*WHAT THE TASK ASKS*: Report the count of lines containing the word "header" in the entries below, and nothing more.

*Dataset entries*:
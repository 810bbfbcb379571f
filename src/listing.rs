//! Plain-text rendering of a name table, one `index: name` line per member.

use std::io::{self, Write};

use crate::table::NameTable;

/// Write `header`, then one line per member with the index right-aligned to two columns.
///
/// ## Examples
/// ```rust
/// use enum_names::{NameTable, listing::write_listing};
///
/// static NAMES: [&str; 2] = ["low", "high"];
/// let mut out = Vec::new();
/// write_listing(&mut out, "Tones:", NameTable::new(&NAMES)).unwrap();
/// assert_eq!(String::from_utf8(out).unwrap(), "Tones:\n 0: low\n 1: high\n");
/// ```
pub fn write_listing<W: Write>(out: &mut W, header: &str, table: NameTable) -> io::Result<()> {
    writeln!(out, "{header}")?;
    for (index, name) in table.iter().enumerate() {
        writeln!(out, "{index:>2}: {name}")?;
    }
    out.flush()
}

/// [`write_listing`] into a `String`.
pub fn render_listing(header: &str, table: NameTable) -> String {
    let mut out = Vec::new();
    // Writing to a Vec cannot fail.
    let _ = write_listing(&mut out, header, table);
    String::from_utf8_lossy(&out).into_owned()
}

*RESULT OF THE EXERCISE*: 5